* Information shown *

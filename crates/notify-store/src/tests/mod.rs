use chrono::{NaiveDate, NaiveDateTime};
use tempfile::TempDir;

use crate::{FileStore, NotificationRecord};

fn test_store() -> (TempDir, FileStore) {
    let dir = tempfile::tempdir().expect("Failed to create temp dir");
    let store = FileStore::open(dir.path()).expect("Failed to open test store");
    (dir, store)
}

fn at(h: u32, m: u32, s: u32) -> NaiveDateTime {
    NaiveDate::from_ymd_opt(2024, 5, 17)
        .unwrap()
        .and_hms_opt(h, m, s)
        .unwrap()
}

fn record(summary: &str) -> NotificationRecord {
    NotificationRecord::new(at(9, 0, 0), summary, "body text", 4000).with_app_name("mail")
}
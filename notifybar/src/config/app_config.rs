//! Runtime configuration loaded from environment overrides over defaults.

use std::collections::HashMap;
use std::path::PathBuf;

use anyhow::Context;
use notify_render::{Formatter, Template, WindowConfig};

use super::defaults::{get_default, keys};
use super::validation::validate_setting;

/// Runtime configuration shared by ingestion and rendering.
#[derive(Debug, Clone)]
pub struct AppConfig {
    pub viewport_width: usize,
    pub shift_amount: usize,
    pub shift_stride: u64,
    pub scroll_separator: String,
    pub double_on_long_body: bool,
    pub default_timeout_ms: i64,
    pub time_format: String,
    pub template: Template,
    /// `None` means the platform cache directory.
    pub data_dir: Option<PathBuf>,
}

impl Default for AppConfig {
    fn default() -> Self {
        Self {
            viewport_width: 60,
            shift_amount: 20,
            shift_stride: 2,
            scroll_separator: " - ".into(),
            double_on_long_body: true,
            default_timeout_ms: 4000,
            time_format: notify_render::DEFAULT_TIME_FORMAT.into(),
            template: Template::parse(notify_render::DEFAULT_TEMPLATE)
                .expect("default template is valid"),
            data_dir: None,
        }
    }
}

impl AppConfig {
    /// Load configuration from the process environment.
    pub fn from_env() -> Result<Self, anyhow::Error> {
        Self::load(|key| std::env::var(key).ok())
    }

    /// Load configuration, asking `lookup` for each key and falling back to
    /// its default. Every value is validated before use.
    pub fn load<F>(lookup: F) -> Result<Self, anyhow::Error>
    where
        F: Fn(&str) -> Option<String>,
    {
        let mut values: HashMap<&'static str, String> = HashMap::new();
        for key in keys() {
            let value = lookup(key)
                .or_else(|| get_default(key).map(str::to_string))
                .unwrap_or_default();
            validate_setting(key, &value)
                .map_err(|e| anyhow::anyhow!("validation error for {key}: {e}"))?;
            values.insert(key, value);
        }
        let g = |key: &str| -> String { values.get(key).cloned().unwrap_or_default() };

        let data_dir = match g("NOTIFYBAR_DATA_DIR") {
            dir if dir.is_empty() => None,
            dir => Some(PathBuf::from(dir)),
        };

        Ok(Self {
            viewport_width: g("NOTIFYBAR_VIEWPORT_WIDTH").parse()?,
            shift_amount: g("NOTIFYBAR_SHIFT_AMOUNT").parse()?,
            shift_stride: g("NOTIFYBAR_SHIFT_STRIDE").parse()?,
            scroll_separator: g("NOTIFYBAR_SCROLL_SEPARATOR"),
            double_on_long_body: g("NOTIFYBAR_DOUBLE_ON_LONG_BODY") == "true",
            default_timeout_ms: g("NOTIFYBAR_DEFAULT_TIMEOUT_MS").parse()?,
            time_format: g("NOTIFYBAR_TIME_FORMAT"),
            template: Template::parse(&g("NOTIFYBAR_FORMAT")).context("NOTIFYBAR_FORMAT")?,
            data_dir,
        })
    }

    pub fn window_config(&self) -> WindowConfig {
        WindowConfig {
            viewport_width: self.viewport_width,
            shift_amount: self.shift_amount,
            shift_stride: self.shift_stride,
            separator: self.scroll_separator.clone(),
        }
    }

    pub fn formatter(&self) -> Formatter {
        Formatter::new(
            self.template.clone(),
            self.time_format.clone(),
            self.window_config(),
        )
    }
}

==

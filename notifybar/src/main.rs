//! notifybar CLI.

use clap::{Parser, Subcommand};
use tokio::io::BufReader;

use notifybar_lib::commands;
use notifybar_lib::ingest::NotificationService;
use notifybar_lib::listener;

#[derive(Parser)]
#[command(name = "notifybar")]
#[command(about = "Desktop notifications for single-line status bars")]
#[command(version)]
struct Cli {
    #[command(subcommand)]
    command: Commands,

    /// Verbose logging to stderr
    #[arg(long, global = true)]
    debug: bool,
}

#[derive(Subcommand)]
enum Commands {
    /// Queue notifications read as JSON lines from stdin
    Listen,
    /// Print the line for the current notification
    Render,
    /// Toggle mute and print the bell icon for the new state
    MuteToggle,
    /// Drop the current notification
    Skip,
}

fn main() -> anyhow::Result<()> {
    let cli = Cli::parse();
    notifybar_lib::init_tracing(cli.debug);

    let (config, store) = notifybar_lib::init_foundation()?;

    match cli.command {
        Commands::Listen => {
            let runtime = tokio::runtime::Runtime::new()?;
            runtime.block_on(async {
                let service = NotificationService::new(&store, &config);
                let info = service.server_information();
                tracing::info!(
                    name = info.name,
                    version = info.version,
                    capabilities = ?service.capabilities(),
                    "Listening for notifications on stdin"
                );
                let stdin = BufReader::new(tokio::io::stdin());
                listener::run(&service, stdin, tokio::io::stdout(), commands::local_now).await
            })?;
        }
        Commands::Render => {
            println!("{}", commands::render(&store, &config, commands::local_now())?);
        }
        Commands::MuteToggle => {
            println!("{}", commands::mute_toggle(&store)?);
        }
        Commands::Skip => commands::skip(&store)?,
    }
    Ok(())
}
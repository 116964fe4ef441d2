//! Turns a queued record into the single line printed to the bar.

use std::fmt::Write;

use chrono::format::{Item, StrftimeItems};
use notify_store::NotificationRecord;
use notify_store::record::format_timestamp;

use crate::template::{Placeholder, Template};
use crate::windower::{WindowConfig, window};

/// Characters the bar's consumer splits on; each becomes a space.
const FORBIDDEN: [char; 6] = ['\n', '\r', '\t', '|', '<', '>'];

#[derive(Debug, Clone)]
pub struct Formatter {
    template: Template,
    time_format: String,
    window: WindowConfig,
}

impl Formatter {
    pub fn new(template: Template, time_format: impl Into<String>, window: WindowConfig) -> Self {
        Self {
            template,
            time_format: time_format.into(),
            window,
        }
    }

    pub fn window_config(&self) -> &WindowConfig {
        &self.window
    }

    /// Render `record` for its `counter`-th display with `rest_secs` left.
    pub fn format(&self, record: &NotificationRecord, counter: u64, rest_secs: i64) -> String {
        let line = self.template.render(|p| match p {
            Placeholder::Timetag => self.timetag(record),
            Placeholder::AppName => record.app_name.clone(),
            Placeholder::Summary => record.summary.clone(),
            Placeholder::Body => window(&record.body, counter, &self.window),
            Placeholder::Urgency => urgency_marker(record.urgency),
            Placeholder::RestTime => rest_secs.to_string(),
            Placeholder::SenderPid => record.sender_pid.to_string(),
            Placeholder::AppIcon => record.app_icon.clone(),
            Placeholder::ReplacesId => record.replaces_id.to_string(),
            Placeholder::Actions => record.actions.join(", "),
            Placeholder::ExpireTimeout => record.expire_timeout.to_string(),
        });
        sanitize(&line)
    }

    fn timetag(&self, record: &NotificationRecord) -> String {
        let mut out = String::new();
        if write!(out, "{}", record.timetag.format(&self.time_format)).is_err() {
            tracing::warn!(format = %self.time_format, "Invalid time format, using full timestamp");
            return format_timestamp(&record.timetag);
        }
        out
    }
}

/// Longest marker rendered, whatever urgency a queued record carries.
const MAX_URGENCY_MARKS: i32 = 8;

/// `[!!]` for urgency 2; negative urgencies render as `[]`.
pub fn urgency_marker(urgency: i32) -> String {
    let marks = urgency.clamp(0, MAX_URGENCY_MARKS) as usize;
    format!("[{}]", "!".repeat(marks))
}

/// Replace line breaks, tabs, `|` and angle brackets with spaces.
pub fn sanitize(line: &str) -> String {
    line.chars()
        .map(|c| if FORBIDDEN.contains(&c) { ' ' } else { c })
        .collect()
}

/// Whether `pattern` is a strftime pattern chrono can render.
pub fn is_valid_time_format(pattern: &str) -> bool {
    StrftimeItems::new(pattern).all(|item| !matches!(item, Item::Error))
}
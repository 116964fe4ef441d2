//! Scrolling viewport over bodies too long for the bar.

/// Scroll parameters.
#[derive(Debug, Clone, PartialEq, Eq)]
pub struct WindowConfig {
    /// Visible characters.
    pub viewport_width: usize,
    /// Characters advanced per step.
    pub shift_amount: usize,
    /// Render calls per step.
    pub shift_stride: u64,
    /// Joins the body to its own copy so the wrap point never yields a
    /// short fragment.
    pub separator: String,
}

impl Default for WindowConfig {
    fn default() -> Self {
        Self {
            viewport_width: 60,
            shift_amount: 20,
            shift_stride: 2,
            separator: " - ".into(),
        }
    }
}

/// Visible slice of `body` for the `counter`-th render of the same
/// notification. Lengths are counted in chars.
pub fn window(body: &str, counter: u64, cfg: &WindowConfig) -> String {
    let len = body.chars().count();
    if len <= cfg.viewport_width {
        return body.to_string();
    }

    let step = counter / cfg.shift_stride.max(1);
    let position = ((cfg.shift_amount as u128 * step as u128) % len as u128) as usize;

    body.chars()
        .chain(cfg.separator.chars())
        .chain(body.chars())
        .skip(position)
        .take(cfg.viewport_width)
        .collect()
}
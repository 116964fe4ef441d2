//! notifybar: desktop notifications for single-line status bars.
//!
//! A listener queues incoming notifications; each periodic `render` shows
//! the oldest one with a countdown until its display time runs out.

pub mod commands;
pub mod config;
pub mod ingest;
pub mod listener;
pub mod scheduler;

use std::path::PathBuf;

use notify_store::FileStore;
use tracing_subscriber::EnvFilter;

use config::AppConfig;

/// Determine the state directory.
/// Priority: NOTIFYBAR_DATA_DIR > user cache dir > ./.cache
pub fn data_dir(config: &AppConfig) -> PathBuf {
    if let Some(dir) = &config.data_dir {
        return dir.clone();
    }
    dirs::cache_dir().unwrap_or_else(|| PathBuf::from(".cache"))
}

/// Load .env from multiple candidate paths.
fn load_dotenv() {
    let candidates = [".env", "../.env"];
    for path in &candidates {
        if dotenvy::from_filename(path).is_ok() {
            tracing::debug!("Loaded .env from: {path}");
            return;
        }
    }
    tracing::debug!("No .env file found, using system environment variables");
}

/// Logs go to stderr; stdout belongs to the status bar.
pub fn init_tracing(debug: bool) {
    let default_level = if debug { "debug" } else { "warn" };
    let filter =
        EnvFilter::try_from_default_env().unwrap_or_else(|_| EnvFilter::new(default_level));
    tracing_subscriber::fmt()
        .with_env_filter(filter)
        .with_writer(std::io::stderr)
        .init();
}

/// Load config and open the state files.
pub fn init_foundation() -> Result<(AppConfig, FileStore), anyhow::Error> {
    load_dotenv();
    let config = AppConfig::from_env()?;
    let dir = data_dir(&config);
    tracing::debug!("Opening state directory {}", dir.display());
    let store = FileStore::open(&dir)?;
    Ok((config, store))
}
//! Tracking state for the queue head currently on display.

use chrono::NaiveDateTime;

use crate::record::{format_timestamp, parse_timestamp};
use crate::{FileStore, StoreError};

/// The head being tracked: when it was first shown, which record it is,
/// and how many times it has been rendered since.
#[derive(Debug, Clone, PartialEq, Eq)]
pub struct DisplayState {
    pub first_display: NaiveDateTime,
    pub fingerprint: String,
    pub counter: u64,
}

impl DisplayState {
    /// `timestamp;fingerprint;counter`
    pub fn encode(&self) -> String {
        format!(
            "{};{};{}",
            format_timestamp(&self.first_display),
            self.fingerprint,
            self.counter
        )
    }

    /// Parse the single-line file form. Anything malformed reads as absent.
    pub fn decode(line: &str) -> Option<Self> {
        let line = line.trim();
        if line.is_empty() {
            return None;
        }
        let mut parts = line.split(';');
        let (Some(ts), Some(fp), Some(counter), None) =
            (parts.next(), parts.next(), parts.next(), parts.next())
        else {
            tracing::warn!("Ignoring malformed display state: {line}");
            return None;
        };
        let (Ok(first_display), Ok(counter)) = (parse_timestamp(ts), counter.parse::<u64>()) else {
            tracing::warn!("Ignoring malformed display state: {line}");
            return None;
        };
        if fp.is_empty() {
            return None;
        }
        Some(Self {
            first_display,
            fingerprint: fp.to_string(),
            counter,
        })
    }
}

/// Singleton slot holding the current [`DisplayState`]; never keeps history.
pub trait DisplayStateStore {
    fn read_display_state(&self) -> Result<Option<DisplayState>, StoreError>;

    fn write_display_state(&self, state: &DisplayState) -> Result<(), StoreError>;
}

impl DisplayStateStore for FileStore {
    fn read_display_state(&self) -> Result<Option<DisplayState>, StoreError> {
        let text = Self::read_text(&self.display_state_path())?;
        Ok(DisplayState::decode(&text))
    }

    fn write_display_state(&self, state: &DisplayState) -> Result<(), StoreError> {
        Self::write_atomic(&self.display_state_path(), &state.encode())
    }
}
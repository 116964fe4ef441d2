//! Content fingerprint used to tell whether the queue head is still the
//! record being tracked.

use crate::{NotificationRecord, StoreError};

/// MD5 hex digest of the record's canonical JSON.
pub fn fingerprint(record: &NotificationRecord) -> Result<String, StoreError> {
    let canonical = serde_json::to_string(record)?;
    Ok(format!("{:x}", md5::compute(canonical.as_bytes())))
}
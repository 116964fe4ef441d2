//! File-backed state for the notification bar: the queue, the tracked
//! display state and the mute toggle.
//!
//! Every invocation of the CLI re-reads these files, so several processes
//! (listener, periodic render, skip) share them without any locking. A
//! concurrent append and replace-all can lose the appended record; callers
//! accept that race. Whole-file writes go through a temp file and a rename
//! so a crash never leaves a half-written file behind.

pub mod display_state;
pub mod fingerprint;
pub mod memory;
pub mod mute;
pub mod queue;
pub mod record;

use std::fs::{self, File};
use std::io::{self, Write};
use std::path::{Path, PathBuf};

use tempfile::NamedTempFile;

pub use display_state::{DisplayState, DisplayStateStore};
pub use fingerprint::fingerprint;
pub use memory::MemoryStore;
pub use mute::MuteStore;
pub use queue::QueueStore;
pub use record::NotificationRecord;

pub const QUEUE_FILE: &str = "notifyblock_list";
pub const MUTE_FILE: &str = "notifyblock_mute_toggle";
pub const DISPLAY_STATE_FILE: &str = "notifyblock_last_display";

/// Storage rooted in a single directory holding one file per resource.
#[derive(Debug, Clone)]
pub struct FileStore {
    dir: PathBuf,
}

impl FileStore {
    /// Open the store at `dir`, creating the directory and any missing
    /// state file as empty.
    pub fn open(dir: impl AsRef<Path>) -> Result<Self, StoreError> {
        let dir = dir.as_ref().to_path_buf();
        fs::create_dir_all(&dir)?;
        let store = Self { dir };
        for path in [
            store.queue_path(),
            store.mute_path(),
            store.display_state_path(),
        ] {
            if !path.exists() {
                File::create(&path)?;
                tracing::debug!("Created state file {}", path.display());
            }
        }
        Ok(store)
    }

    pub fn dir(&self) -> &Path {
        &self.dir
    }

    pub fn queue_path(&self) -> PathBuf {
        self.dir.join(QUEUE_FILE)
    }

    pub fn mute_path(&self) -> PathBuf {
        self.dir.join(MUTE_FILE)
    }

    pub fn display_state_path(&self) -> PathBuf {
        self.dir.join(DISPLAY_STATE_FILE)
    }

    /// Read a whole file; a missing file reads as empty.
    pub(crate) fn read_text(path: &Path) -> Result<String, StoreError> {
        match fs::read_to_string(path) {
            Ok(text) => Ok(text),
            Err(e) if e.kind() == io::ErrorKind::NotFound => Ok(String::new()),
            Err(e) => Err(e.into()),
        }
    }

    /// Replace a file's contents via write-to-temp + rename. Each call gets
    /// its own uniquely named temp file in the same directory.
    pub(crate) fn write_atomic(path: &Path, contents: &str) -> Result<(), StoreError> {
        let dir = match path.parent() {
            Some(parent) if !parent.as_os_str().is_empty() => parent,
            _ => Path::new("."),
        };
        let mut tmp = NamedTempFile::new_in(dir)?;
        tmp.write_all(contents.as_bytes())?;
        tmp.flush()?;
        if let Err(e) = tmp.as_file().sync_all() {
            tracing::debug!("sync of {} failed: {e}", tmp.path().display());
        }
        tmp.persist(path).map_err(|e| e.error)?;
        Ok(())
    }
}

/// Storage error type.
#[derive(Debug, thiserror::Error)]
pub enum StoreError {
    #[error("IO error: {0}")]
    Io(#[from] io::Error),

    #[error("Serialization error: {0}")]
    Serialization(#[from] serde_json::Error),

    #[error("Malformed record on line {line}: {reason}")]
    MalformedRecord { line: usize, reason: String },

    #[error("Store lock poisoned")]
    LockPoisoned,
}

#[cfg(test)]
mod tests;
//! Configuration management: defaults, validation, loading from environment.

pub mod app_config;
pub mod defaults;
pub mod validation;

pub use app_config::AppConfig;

* Your task *
Which lines above run from the one containing "line.chars()" down to the one containing "impl Default for WindowConfig"? Repeat exactly those, both ends included, and nothing else.

* Response to this exercise *
    line.chars()
        .map(|c| if FORBIDDEN.contains(&c) { ' ' } else { c })
        .collect()
}

/// Whether `pattern` is a strftime pattern chrono can render.
pub fn is_valid_time_format(pattern: &str) -> bool {
    StrftimeItems::new(pattern).all(|item| !matches!(item, Item::Error))
}
repository 116964fe4ef441d2
//! Scrolling viewport over bodies too long for the bar.

/// Scroll parameters.
#[derive(Debug, Clone, PartialEq, Eq)]
pub struct WindowConfig {
    /// Visible characters.
    pub viewport_width: usize,
    /// Characters advanced per step.
    pub shift_amount: usize,
    /// Render calls per step.
    pub shift_stride: u64,
    /// Joins the body to its own copy so the wrap point never yields a
    /// short fragment.
    pub separator: String,
}

impl Default for WindowConfig {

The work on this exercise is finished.